На берегу болота горели три больших костра, между ними стояли четыре бревенчатых сруба в рост человека и узких, как колодцы. Стояли они на угольях прежде сгоревших и рядом торчали вкопанные в землю иссечённые чурки. На одной лежал зачехлённый мясной топор на длинном лоснящемся топорище, а толстые, с увязанными ремнями плахи были положены концами на две из них. Всё это зловещёе место окружали только патриаршие стрельцы с пистолями за поясом и при саблях. В огненных бликах у чурок стояла кучка чёрного духовенства во главе с архиепископом Илларионом. Трое палачей в мирской одёже, с замотанными лицами, оглядывали из оставленных для обзора щёлок подъехавших на телегах узников.
— Не убивать будут, ежели скрываются за тряпицами, — предположил, ободряя себя, Аввакум. — Страшатся, что прознают о них добрые люди, да и как не страшиться, управляясь ради хлебушка у места лобного. Чай жёны есть и детки. Средь живых людей живут… Так каво другова удумали сотворить над нами?
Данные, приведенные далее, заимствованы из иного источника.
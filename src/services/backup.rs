use std::fs;
use std::path::{Path, PathBuf};
use std::time::SystemTime;

use crate::utils::is_older_than;

/// Backup categories, each a folder under the backup root.
#[derive(Debug, Clone, Copy, PartialEq, Eq)]
pub enum BackupKind {
    RawData,
    ProcessedData,
    FinalOutput,
    Logs,
}

impl BackupKind {
    pub const ALL: [BackupKind; 4] = [
        BackupKind::RawData,
        BackupKind::ProcessedData,
        BackupKind::FinalOutput,
        BackupKind::Logs,
    ];

    pub fn dir_name(self) -> &'static str {
        match self {
            BackupKind::RawData => "raw_data",
            BackupKind::ProcessedData => "processed_data",
            BackupKind::FinalOutput => "final_output",
            BackupKind::Logs => "logs",
        }
    }
}

pub struct BackupManager {
    root: PathBuf,
}

impl BackupManager {
    pub fn new(root: impl Into<PathBuf>) -> Self {
        Self { root: root.into() }
    }

    /// `<root>/<kind>/<date>`
    pub fn dated_dir(&self, kind: BackupKind, date: &str) -> PathBuf {
        self.root.join(kind.dir_name()).join(date)
    }

    /// Copy `source` into the dated folder for `kind`. A directory source has
    /// each of its files copied. Missing sources are logged and skipped; copy
    /// errors are logged and never propagated.
    pub fn backup(&self, source: &Path, kind: BackupKind, date: &str) -> Vec<PathBuf> {
        if !source.exists() {
            tracing::warn!("File not found, skipping backup: {}", source.display());
            return Vec::new();
        }

        let target_dir = self.dated_dir(kind, date);
        if let Err(e) = fs::create_dir_all(&target_dir) {
            tracing::error!("Failed to create backup folder {}: {}", target_dir.display(), e);
            return Vec::new();
        }

        let sources = if source.is_dir() {
            match fs::read_dir(source) {
                Ok(entries) => entries
                    .filter_map(|entry| entry.ok().map(|e| e.path()))
                    .filter(|p| p.is_file())
                    .collect(),
                Err(e) => {
                    tracing::error!("Failed to read {}: {}", source.display(), e);
                    return Vec::new();
                }
            }
        } else {
            vec![source.to_path_buf()]
        };

        let mut copied = Vec::new();
        for file in sources {
            let Some(name) = file.file_name() else { continue };
            let dest = target_dir.join(name);
            match fs::copy(&file, &dest) {
                Ok(_) => {
                    tracing::info!("Backed up {} to {}", file.display(), dest.display());
                    copied.push(dest);
                }
                Err(e) => tracing::error!("Failed to back up {}: {}", file.display(), e),
            }
        }
        copied
    }

    /// Remove backup files older than `retention_days` (by mtime) from every
    /// backup category, then drop date folders left empty. Returns the removed files.
    pub fn clean_old_backups(&self, retention_days: u64) -> Vec<PathBuf> {
        let now = SystemTime::now();
        let mut removed = Vec::new();
        for kind in BackupKind::ALL {
            removed.extend(clean_dir(&self.root.join(kind.dir_name()), retention_days, now));
        }
        if !removed.is_empty() {
            tracing::info!("Removed {} backups older than {} days", removed.len(), retention_days);
        }
        removed
    }
}

/// Retention pass over one directory tree.
pub fn clean_dir(dir: &Path, retention_days: u64, now: SystemTime) -> Vec<PathBuf> {
    let mut removed = Vec::new();
    let Ok(entries) = fs::read_dir(dir) else {
        return removed;
    };

    for entry in entries.flatten() {
        let path = entry.path();
        if path.is_dir() {
            removed.extend(clean_dir(&path, retention_days, now));
            let is_empty = fs::read_dir(&path).map(|mut d| d.next().is_none()).unwrap_or(false);
            if is_empty {
                let _ = fs::remove_dir(&path);
            }
            continue;
        }

        let modified = match entry.metadata().and_then(|m| m.modified()) {
            Ok(modified) => modified,
            Err(e) => {
                tracing::warn!("Cannot read mtime of {}: {}", path.display(), e);
                continue;
            }
        };

        if is_older_than(modified, now, retention_days) {
            match fs::remove_file(&path) {
                Ok(()) => {
                    tracing::info!("Removed old backup: {}", path.display());
                    removed.push(path);
                }
                Err(e) => tracing::error!("Failed to remove {}: {}", path.display(), e),
            }
        }
    }
    removed
}

#[cfg(test)]
mod tests {
    use super::*;
    use std::fs::File;
    use std::time::Duration;
    use tempfile::tempdir;

    fn age_file(path: &Path, days: u64) {
        let file = File::options().write(true).open(path).unwrap();
        file.set_modified(SystemTime::now() - Duration::from_secs(days * 86_400))
            .unwrap();
    }

    #[test]
    fn test_backup_copies_into_dated_folder() {
        let dir = tempdir().unwrap();
        let source = dir.path().join("nfl_output.csv");
        fs::write(&source, "Match ID,Team\n").unwrap();

        let manager = BackupManager::new(dir.path().join("backups"));
        let copied = manager.backup(&source, BackupKind::ProcessedData, "2024-09-26");

        let expected = dir.path().join("backups/processed_data/2024-09-26/nfl_output.csv");
        assert_eq!(copied, vec![expected.clone()]);
        assert_eq!(fs::read_to_string(expected).unwrap(), "Match ID,Team\n");
    }

    #[test]
    fn test_backup_directory_source() {
        let dir = tempdir().unwrap();
        let stats = dir.path().join("nfl_stats");
        fs::create_dir_all(&stats).unwrap();
        fs::write(stats.join("01_points_per_game.csv"), "Rank,Team\n").unwrap();
        fs::write(stats.join("02_sacks_per_game.csv"), "Rank,Team\n").unwrap();

        let manager = BackupManager::new(dir.path().join("backups"));
        let copied = manager.backup(&stats, BackupKind::RawData, "2024-09-26");
        assert_eq!(copied.len(), 2);
    }

    #[test]
    fn test_missing_source_is_skipped() {
        let dir = tempdir().unwrap();
        let manager = BackupManager::new(dir.path().join("backups"));
        assert!(manager
            .backup(&dir.path().join("missing.csv"), BackupKind::Logs, "2024-09-26")
            .is_empty());
    }

    #[test]
    fn test_retention_removes_only_old_files() {
        let dir = tempdir().unwrap();
        let manager = BackupManager::new(dir.path());

        let old_dir = manager.dated_dir(BackupKind::FinalOutput, "2024-08-01");
        let new_dir = manager.dated_dir(BackupKind::FinalOutput, "2024-09-26");
        fs::create_dir_all(&old_dir).unwrap();
        fs::create_dir_all(&new_dir).unwrap();

        let old_file = old_dir.join("nfl_output_2024-08-01.csv");
        let new_file = new_dir.join("nfl_output_2024-09-26.csv");
        fs::write(&old_file, "old").unwrap();
        fs::write(&new_file, "new").unwrap();
        age_file(&old_file, 45);
        age_file(&new_file, 3);

        let removed = manager.clean_old_backups(30);

        assert_eq!(removed, vec![old_file.clone()]);
        assert!(!old_file.exists());
        assert!(!old_dir.exists());
        assert!(new_file.exists());
    }
}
В злой тишине под треск поленьев в кострищах, под выплески и хлопанье высоких полотнищ пламени, первым стащили с телеги и ввели в круг к наклонной плахе Лазаря. Ярко был освещён Лазарь, и не заметен стал на лице его бугор, он сморщился и провалился в глазницу на месте усохшего глаза. Стоял в цепях, набычившись, шевелил губами, не глядя на архиепископа, а тот, во всём чёрном, в пляшущих по нему отблесках пламени, медленно разворачивал шелестящий свиток бумаги. Развернул, откашлялся и заговорил в тишину:
— Бывый священник, раб и слуга милостивого Господа нашего, Лазарь Борисоглебский, покайся, грешник, в ереси и умышленном зловредии на единую апостольскую церковь Христову и учения Его. «Покаяния двери отверзи ми» — вот што надобно тебе, великому грешнику. И да услышит Всепрощающий и возвернёт в стадо Своё заблудшее овча. Покаянием спеши спасти душу свою, прими треперстие, яко едино верное знамение и да возвести за прозрение своё — аллилуйя, аллилуйя, аллилуйя, слава Тебе, Боже!